REQUIRED WORK
Write out, word for word, every line in the data below from the one containing "async fn prompt_secret(&self, message: &str)" to the one containing "is_affirmative(answer.as_deref())", both of them included.

DATA SHOWN
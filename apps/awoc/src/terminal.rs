//! Terminal and filesystem stand-ins for browser dialogs and downloads.

use std::path::PathBuf;

use anyhow::Context;
use async_trait::async_trait;
use shared::domain::Severity;
use site_core::{export::ExportFile, Dialog, DownloadSink, NotificationEvent};
use tokio::{
    io::{AsyncBufReadExt, AsyncWrite, AsyncWriteExt, BufReader},
    sync::broadcast::{self, error::TryRecvError},
};
use tracing::{info, warn};

/// Reads answers from stdin. End of input counts as cancel.
pub struct TerminalDialog;

#[async_trait]
impl Dialog for TerminalDialog {
    async fn prompt_secret(&self, message: &str) -> Option<String> {
        read_answer(message).await
    }

    async fn confirm(&self, message: &str) -> bool {
        let answer = read_answer(&format!("{message} [y/N]")).await;
        is_affirmative(answer.as_deref())
    }
}

pub(crate) fn is_affirmative(answer: Option<&str>) -> bool {
    matches!(
        answer.map(|a| a.trim().to_ascii_lowercase()).as_deref(),
        Some("y" | "yes")
    )
}

/// Writes `prompt` and flushes it. Failures are logged; the caller still
/// reads an answer. Returns whether the prompt reached the writer.
pub(crate) async fn write_prompt<W>(out: &mut W, prompt: &str) -> bool
where
    W: AsyncWrite + Unpin,
{
    if let Err(err) = out.write_all(format!("{prompt} ").as_bytes()).await {
        warn!(error = %err, "terminal: prompt write failed");
        return false;
    }
    if let Err(err) = out.flush().await {
        warn!(error = %err, "terminal: prompt flush failed");
        return false;
    }
    true
}

async fn read_answer(prompt: &str) -> Option<String> {
    write_prompt(&mut tokio::io::stderr(), prompt).await;

    let mut line = String::new();
    match BufReader::new(tokio::io::stdin()).read_line(&mut line).await {
        Ok(0) => None,
        Ok(_) => Some(line.trim_end_matches(['\r', '\n']).to_string()),
        Err(err) => {
            warn!(error = %err, "terminal: stdin read failed");
            None
        }
    }
}

/// Writes offered export files into a directory, creating it when missing.
pub struct DirectoryDownloadSink {
    dir: PathBuf,
}

impl DirectoryDownloadSink {
    pub fn new(dir: impl Into<PathBuf>) -> Self {
        Self { dir: dir.into() }
    }
}

#[async_trait]
impl DownloadSink for DirectoryDownloadSink {
    async fn offer(&self, file: ExportFile) -> anyhow::Result<()> {
        tokio::fs::create_dir_all(&self.dir)
            .await
            .with_context(|| format!("failed to create export dir '{}'", self.dir.display()))?;
        let path = self.dir.join(&file.filename);
        tokio::fs::write(&path, &file.bytes)
            .await
            .with_context(|| format!("failed to write '{}'", path.display()))?;
        info!(
            path = %path.display(),
            bytes = file.bytes.len(),
            mime = file.mime_type,
            "terminal: export file written"
        );
        Ok(())
    }
}

pub(crate) fn severity_label(severity: Severity) -> &'static str {
    match severity {
        Severity::Info => "info",
        Severity::Success => "ok",
        Severity::Error => "error",
    }
}

/// Prints every notification shown since the receiver was created.
pub fn print_notifications(events: &mut broadcast::Receiver<NotificationEvent>) {
    loop {
        match events.try_recv() {
            Ok(NotificationEvent::Shown(notification)) => {
                println!(
                    "[{}] {}",
                    severity_label(notification.severity),
                    notification.message
                );
            }
            Ok(_) => {}
            Err(TryRecvError::Lagged(skipped)) => {
                warn!(skipped, "terminal: notifications dropped");
            }
            Err(TryRecvError::Empty | TryRecvError::Closed) => break,
        }
    }
}

#[cfg(test)]
#[path = "tests/terminal_tests.rs"]
mod tests;
use serde::{Deserialize, Serialize};

macro_rules! id_newtype {
    ($name:ident) => {
        #[derive(Debug, Clone, Copy, PartialEq, Eq, Hash, PartialOrd, Ord, Serialize, Deserialize)]
        #[serde(transparent)]
        pub struct $name(pub i64);
    };
}

id_newtype!(RecordId);

/// Local store key holding the serialized registration list.
pub const REGISTRATIONS_KEY: &str = "awoc_registrations";

/// Dietary option that requires the companion free-text field.
pub const DIETARY_OTHER: &str = "Other";

/// Tutorial option meaning "no tutorials"; exclusive with every other option.
pub const NO_TUTORIALS: &str = "No Tutorials";

/// Stored in `other_dietary` when no companion text was submitted.
pub const OTHER_DIETARY_FALLBACK: &str = "N/A";

#[derive(Debug, Clone, Copy, PartialEq, Eq, Default, Serialize, Deserialize)]
#[serde(rename_all = "snake_case")]
pub enum Severity {
    #[default]
    Info,
    Success,
    Error,
}

impl Severity {
    pub fn background_color(self) -> &'static str {
        match self {
            Severity::Info => "#2196F3",
            Severity::Success => "#4CAF50",
            Severity::Error => "#f44336",
        }
    }
}

#[derive(Debug, Clone, PartialEq, Eq, Serialize, Deserialize)]
pub struct RegistrationRecord {
    pub id: RecordId,
    pub timestamp: String,
    pub name: String,
    pub email: String,
    pub affiliation: String,
    pub tutorials: String,
    pub banquet: String,
    pub dietary: String,
    pub other_dietary: String,
}

/// Raw field values captured from the registration form at submit time.
///
/// Missing inputs are `None`; present-but-blank inputs are `Some("")`.
#[derive(Debug, Clone, Default, PartialEq, Eq, Serialize, Deserialize)]
pub struct FormSubmission {
    pub name: Option<String>,
    pub email: Option<String>,
    pub affiliation: Option<String>,
    pub banquet: Option<String>,
    pub dietary: Option<String>,
    pub other_dietary_text: Option<String>,
    pub tutorials: Vec<String>,
}

impl FormSubmission {
    pub fn field(&self, field: RequiredField) -> Option<&str> {
        match field {
            RequiredField::Name => self.name.as_deref(),
            RequiredField::Email => self.email.as_deref(),
            RequiredField::Affiliation => self.affiliation.as_deref(),
            RequiredField::Banquet => self.banquet.as_deref(),
            RequiredField::Dietary => self.dietary.as_deref(),
        }
    }

    pub fn chose_other_dietary(&self) -> bool {
        self.dietary.as_deref() == Some(DIETARY_OTHER)
    }
}

#[derive(Debug, Clone, Copy, PartialEq, Eq, Hash, Serialize, Deserialize)]
#[serde(rename_all = "snake_case")]
pub enum RequiredField {
    Name,
    Email,
    Affiliation,
    Banquet,
    Dietary,
}

impl RequiredField {
    pub const ALL: [RequiredField; 5] = [
        RequiredField::Name,
        RequiredField::Email,
        RequiredField::Affiliation,
        RequiredField::Banquet,
        RequiredField::Dietary,
    ];

    pub fn as_str(self) -> &'static str {
        match self {
            RequiredField::Name => "name",
            RequiredField::Email => "email",
            RequiredField::Affiliation => "affiliation",
            RequiredField::Banquet => "banquet",
            RequiredField::Dietary => "dietary",
        }
    }
}

impl std::fmt::Display for RequiredField {
    fn fmt(&self, f: &mut std::fmt::Formatter<'_>) -> std::fmt::Result {
        f.write_str(self.as_str())
    }
}
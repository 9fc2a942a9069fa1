//! Smooth-scroll navigation, active-section highlighting and the mobile menu.

use tracing::debug;

/// Space kept clear for the fixed header when scrolling to a section.
pub const HEADER_OFFSET: f64 = 80.0;
/// Highlight switches this far before a section's real top edge.
pub const ACTIVE_PRETRIGGER: f64 = 100.0;

#[derive(Debug, Clone, PartialEq)]
pub struct SectionBox {
    pub id: String,
    pub top: f64,
    pub height: f64,
}

impl SectionBox {
    pub fn new(id: impl Into<String>, top: f64, height: f64) -> Self {
        Self {
            id: id.into(),
            top,
            height,
        }
    }

    fn contains_with_pretrigger(&self, offset: f64) -> bool {
        let start = self.top - ACTIVE_PRETRIGGER;
        offset >= start && offset < start + self.height
    }
}

#[derive(Debug, Clone, PartialEq, Eq)]
pub struct NavLink {
    pub href: String,
    pub active: bool,
}

#[derive(Debug, Clone, Copy, PartialEq)]
pub struct ScrollRequest {
    pub top: f64,
    pub smooth: bool,
}

#[derive(Debug, Clone, Copy, PartialEq, Eq)]
pub enum ClickTarget {
    Hamburger,
    Menu,
    Elsewhere,
}

/// Hamburger-driven menu for narrow viewports.
///
/// A page without the hamburger or the menu element gets an inert menu that
/// ignores every event.
#[derive(Debug, Clone, Default, PartialEq, Eq)]
pub struct MobileMenu {
    present: bool,
    open: bool,
}

impl MobileMenu {
    pub fn new(present: bool) -> Self {
        Self {
            present,
            open: false,
        }
    }

    pub fn is_open(&self) -> bool {
        self.open
    }

    pub fn toggle(&mut self) {
        if self.present {
            self.open = !self.open;
        }
    }

    pub fn close(&mut self) {
        self.open = false;
    }

    pub fn on_document_click(&mut self, target: ClickTarget) {
        if self.present && target == ClickTarget::Elsewhere {
            self.close();
        }
    }
}

#[derive(Debug, Clone, Default)]
pub struct NavigationController {
    links: Vec<NavLink>,
    sections: Vec<SectionBox>,
    menu: MobileMenu,
}

impl NavigationController {
    pub fn new(
        hrefs: impl IntoIterator<Item = impl Into<String>>,
        sections: Vec<SectionBox>,
        menu: MobileMenu,
    ) -> Self {
        Self {
            links: hrefs
                .into_iter()
                .map(|href| NavLink {
                    href: href.into(),
                    active: false,
                })
                .collect(),
            sections,
            menu,
        }
    }

    pub fn links(&self) -> &[NavLink] {
        &self.links
    }

    pub fn menu(&self) -> &MobileMenu {
        &self.menu
    }

    pub fn menu_mut(&mut self) -> &mut MobileMenu {
        &mut self.menu
    }

    /// Replaces section geometry after a relayout.
    pub fn set_sections(&mut self, sections: Vec<SectionBox>) {
        self.sections = sections;
    }

    /// Scroll offset for `href` (`#id`), clear of the fixed header.
    pub fn scroll_target(&self, href: &str) -> Option<f64> {
        let target = href.strip_prefix('#').unwrap_or(href);
        self.sections
            .iter()
            .find(|s| s.id == target)
            .map(|section| section.top - HEADER_OFFSET)
    }

    /// Handles a click on a nav link. The default jump is always suppressed;
    /// a scroll is requested only when the target section exists.
    pub fn on_link_click(&mut self, href: &str) -> Option<ScrollRequest> {
        self.menu.close();
        let Some(top) = self.scroll_target(href) else {
            debug!(href, "navigation: link target not found");
            return None;
        };
        Some(ScrollRequest { top, smooth: true })
    }

    /// Recomputes the highlighted link for the given scroll offset and
    /// returns the active section id, if any.
    pub fn on_scroll(&mut self, offset: f64) -> Option<&str> {
        let current = self
            .sections
            .iter()
            .rposition(|section| section.contains_with_pretrigger(offset));

        let active_href = current.map(|idx| format!("#{}", self.sections[idx].id));
        for link in &mut self.links {
            link.active = active_href.as_deref() == Some(link.href.as_str());
        }

        current.map(|idx| self.sections[idx].id.as_str())
    }

    pub fn active_link(&self) -> Option<&str> {
        self.links
            .iter()
            .find(|link| link.active)
            .map(|link| link.href.as_str())
    }
}

#[cfg(test)]
#[path = "tests/navigation_tests.rs"]
mod tests;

FINISHED TASK
    async fn prompt_secret(&self, message: &str) -> Option<String> {
        read_answer(message).await
    }

    async fn confirm(&self, message: &str) -> bool {
        let answer = read_answer(&format!("{message} [y/N]")).await;
        is_affirmative(answer.as_deref())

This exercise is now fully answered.